### REQUIREMENT:
The word "shortest" marks the lines you need; copy each of them from the data.

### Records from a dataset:
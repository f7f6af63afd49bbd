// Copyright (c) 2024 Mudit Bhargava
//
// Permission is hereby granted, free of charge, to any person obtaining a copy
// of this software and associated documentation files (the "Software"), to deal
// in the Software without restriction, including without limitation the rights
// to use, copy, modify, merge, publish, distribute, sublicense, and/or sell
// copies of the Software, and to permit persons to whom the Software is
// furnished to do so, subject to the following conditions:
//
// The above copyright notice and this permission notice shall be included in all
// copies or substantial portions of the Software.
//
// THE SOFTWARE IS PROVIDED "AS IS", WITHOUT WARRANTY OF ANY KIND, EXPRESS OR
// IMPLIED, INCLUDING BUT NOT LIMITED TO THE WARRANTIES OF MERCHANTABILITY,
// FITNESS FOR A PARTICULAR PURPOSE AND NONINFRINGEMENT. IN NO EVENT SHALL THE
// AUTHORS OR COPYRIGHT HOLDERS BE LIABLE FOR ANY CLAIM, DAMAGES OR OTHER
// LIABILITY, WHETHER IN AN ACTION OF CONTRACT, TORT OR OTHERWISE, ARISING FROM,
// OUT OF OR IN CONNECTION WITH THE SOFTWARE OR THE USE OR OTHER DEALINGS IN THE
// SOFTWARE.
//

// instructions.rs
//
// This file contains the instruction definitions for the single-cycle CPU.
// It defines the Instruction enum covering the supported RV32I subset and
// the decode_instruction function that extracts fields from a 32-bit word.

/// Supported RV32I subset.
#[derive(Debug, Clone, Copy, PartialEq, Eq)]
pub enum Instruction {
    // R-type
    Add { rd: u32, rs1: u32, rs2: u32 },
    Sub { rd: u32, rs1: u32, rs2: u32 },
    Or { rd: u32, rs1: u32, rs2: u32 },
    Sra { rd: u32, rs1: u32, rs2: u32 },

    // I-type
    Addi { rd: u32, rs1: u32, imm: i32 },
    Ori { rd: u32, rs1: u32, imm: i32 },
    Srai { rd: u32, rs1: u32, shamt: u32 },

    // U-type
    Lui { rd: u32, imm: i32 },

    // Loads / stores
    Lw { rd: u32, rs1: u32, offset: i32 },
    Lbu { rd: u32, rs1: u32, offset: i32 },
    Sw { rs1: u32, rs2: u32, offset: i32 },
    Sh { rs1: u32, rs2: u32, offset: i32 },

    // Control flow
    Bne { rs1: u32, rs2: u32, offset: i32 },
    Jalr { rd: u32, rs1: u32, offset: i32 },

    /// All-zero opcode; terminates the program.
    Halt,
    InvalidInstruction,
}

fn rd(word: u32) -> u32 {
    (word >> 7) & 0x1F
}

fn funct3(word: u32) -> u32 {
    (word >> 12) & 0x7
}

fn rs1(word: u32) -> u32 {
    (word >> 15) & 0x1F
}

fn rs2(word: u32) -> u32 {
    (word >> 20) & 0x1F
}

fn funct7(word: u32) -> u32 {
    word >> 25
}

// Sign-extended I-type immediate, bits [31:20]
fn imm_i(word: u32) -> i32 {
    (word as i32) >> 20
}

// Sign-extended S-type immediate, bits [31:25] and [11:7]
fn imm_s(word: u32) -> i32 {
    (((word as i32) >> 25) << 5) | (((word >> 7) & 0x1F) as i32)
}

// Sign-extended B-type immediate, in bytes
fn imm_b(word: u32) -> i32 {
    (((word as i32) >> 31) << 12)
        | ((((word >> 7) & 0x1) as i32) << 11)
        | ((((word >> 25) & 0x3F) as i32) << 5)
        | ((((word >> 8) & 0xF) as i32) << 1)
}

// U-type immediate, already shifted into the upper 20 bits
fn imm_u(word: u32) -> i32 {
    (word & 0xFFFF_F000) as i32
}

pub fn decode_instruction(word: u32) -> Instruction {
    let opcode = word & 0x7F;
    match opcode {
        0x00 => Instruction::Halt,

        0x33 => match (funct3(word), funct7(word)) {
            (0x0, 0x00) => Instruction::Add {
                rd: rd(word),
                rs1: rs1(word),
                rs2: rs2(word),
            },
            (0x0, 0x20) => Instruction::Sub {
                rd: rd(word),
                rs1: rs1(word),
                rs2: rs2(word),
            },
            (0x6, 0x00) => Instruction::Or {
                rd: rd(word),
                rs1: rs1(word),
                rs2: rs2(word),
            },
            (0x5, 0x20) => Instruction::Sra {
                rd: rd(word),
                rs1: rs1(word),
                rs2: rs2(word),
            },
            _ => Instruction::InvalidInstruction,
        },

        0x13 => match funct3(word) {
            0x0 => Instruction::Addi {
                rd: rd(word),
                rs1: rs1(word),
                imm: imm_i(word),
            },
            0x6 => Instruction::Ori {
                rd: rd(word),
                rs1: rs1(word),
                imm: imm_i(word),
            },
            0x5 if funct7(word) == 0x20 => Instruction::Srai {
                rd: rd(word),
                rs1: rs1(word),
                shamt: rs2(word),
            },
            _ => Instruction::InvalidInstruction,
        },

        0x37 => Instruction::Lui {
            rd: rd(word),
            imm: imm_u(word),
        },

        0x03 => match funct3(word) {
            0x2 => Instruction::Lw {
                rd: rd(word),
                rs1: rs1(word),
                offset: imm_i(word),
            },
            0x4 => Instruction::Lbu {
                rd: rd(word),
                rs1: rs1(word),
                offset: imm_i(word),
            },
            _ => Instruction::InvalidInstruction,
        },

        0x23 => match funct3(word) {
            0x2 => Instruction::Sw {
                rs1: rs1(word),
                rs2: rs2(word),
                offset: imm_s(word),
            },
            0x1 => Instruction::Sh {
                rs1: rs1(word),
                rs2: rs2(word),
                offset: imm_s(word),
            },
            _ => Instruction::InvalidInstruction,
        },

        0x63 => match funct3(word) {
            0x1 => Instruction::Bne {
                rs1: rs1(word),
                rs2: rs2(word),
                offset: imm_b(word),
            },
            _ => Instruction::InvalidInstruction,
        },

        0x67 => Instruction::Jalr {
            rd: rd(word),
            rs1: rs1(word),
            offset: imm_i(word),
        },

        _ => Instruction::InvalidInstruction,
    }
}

...

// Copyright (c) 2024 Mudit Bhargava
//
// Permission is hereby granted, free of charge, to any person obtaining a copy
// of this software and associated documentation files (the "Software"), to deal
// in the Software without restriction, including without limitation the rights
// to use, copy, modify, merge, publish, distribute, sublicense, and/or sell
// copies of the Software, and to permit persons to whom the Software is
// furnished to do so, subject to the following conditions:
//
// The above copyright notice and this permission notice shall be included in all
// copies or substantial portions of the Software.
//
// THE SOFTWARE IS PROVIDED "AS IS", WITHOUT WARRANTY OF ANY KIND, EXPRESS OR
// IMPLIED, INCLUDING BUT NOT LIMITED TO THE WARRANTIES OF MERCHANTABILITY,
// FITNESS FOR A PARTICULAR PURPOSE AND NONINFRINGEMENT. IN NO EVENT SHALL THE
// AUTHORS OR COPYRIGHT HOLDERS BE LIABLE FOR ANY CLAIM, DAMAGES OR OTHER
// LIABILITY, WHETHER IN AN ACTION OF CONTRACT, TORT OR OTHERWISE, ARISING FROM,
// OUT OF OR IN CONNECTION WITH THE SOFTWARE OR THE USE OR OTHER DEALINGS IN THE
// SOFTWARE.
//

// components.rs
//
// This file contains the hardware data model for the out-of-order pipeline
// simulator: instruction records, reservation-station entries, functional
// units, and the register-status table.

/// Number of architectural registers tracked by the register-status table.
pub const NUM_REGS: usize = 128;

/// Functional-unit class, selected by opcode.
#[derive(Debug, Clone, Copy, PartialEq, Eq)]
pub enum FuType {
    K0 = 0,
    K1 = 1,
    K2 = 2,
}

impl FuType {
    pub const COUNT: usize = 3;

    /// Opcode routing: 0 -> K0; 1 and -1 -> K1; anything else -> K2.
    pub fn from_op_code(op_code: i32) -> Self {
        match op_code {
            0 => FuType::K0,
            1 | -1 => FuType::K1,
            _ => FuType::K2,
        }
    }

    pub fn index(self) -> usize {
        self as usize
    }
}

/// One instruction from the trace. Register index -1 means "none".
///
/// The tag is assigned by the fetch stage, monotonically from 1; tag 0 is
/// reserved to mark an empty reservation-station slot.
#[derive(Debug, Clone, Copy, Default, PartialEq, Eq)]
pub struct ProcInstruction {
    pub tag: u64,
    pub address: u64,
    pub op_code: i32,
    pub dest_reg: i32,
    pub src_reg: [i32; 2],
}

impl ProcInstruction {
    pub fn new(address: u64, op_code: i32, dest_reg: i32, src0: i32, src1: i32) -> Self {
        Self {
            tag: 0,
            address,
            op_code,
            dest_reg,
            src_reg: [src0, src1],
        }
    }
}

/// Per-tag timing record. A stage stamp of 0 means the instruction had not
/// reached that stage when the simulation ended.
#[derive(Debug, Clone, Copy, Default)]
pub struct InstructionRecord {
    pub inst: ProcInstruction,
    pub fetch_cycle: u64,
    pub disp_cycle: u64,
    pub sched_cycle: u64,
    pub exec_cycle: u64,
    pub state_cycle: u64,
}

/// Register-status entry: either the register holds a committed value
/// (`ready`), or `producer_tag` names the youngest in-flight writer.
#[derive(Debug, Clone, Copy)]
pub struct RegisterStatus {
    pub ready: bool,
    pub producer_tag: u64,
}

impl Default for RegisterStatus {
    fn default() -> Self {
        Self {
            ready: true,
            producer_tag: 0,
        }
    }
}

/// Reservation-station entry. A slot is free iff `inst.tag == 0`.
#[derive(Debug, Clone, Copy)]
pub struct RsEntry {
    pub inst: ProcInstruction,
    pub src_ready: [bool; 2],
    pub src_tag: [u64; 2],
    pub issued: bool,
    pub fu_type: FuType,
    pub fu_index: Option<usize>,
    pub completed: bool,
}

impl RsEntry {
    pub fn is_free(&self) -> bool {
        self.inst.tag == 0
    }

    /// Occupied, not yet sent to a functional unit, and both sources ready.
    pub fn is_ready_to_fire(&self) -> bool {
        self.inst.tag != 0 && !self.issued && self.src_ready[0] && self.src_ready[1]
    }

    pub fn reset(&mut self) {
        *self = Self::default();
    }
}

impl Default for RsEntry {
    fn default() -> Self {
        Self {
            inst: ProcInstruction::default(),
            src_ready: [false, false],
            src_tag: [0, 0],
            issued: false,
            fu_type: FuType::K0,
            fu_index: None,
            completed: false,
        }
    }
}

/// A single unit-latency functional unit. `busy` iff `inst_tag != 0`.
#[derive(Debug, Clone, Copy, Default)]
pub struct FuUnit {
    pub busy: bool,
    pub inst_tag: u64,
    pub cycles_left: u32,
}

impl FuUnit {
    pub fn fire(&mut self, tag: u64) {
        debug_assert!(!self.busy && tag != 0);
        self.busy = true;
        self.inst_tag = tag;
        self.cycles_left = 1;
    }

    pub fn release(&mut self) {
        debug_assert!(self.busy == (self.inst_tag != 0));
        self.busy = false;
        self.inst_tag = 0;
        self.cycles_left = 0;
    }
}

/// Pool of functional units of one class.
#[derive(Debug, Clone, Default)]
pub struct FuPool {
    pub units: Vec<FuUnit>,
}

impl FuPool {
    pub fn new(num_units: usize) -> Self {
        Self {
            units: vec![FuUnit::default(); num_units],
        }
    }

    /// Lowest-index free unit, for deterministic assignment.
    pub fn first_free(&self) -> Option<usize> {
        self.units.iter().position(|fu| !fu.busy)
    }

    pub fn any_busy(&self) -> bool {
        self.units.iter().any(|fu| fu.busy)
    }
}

...

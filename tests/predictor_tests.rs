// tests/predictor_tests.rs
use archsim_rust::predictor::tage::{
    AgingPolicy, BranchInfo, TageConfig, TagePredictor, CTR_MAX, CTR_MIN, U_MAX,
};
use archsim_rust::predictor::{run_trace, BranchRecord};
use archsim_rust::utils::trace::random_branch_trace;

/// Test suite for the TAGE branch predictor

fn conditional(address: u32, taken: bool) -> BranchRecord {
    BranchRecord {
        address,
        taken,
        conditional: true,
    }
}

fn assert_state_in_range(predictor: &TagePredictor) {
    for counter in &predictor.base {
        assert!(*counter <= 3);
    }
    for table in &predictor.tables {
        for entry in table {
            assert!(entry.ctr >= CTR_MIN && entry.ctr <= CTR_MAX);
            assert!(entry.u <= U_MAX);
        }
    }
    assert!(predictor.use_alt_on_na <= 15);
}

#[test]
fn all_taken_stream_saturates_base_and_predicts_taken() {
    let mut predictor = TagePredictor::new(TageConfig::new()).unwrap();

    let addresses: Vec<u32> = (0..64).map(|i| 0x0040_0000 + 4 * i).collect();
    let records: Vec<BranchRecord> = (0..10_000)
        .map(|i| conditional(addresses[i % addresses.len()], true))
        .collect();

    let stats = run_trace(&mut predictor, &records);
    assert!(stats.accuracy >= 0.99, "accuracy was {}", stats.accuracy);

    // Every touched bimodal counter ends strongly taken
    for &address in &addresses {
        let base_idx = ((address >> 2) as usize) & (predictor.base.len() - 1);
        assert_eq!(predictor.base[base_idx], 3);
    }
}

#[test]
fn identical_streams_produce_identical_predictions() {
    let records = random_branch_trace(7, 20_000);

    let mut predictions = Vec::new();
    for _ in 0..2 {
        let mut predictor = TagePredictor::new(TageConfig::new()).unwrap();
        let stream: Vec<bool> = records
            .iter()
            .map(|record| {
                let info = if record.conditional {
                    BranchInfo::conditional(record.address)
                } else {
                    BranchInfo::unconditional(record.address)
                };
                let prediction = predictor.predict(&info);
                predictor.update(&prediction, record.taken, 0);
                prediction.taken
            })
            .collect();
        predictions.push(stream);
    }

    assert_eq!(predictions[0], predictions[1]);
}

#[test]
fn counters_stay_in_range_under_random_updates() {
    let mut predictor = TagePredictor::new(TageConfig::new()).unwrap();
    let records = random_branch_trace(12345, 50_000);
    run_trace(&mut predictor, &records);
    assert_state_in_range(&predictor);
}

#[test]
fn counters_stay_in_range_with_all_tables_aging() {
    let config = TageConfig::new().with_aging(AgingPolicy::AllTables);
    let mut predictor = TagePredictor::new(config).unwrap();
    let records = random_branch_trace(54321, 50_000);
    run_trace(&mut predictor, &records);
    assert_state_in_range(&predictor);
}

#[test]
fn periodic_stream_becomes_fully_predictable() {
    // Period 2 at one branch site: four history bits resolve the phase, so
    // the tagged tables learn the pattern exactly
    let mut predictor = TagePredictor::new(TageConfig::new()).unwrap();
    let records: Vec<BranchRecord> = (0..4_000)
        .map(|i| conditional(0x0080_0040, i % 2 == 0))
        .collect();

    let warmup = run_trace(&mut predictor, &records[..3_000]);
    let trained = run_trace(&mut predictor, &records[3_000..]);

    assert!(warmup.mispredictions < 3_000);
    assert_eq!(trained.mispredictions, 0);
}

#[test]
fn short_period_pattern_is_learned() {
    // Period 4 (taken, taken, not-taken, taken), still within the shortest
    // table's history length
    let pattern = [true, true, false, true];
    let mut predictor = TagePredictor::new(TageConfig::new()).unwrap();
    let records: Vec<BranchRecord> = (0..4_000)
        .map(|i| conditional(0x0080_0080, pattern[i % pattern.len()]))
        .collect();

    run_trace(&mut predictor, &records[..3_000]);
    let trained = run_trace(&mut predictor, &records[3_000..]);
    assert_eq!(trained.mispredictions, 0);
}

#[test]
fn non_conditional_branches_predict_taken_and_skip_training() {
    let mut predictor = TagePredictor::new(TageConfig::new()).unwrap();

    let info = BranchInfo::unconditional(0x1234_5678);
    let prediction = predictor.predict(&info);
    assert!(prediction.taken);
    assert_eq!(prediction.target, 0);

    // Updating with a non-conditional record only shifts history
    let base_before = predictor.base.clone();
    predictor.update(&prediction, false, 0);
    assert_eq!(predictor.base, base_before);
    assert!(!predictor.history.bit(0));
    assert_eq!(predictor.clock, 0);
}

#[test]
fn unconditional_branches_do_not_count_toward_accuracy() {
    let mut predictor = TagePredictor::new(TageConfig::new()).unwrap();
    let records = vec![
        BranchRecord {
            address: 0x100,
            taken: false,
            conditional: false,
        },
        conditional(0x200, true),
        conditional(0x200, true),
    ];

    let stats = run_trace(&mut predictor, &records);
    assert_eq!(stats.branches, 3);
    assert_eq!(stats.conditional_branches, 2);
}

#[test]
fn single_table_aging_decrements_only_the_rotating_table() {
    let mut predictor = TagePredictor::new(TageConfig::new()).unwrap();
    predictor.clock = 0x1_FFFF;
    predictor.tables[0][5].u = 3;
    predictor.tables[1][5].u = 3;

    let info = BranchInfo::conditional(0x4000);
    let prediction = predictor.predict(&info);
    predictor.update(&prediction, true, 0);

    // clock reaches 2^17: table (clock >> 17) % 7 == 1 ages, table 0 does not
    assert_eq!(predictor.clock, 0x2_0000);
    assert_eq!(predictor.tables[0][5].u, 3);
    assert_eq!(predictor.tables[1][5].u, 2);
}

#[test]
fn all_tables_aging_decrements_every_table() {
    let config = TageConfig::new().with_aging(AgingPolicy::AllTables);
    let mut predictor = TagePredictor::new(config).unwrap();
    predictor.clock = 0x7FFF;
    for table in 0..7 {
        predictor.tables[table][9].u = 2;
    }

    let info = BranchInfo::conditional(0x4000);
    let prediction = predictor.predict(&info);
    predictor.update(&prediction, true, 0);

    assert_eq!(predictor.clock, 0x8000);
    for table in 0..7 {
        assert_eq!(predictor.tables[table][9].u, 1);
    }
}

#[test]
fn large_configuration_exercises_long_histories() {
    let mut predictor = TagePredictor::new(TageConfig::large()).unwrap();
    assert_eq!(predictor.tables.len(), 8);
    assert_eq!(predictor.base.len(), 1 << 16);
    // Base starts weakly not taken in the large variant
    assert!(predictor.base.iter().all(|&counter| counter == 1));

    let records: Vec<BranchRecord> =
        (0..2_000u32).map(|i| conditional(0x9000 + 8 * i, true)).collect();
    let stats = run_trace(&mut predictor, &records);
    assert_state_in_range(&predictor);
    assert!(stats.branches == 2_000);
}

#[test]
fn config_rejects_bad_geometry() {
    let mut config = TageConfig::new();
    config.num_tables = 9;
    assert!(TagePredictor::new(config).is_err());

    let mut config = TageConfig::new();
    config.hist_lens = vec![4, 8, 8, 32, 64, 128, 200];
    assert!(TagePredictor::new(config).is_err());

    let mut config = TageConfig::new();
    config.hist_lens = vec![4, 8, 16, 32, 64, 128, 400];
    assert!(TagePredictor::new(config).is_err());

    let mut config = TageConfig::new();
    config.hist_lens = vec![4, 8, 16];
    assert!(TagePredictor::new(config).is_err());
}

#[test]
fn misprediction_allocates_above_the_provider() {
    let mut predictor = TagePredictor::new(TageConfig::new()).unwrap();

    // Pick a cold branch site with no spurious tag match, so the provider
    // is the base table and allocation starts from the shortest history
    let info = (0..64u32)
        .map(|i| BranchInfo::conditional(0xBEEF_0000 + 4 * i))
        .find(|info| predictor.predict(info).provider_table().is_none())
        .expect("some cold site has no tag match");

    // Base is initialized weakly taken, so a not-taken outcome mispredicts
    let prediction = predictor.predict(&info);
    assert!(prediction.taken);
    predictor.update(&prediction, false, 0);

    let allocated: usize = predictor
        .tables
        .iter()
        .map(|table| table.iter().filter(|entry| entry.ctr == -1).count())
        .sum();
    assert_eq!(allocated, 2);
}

### SOLUTION FOR THIS EXERCISE:
    // Period 4 (taken, taken, not-taken, taken), still within the shortest
    // is the base table and allocation starts from the shortest history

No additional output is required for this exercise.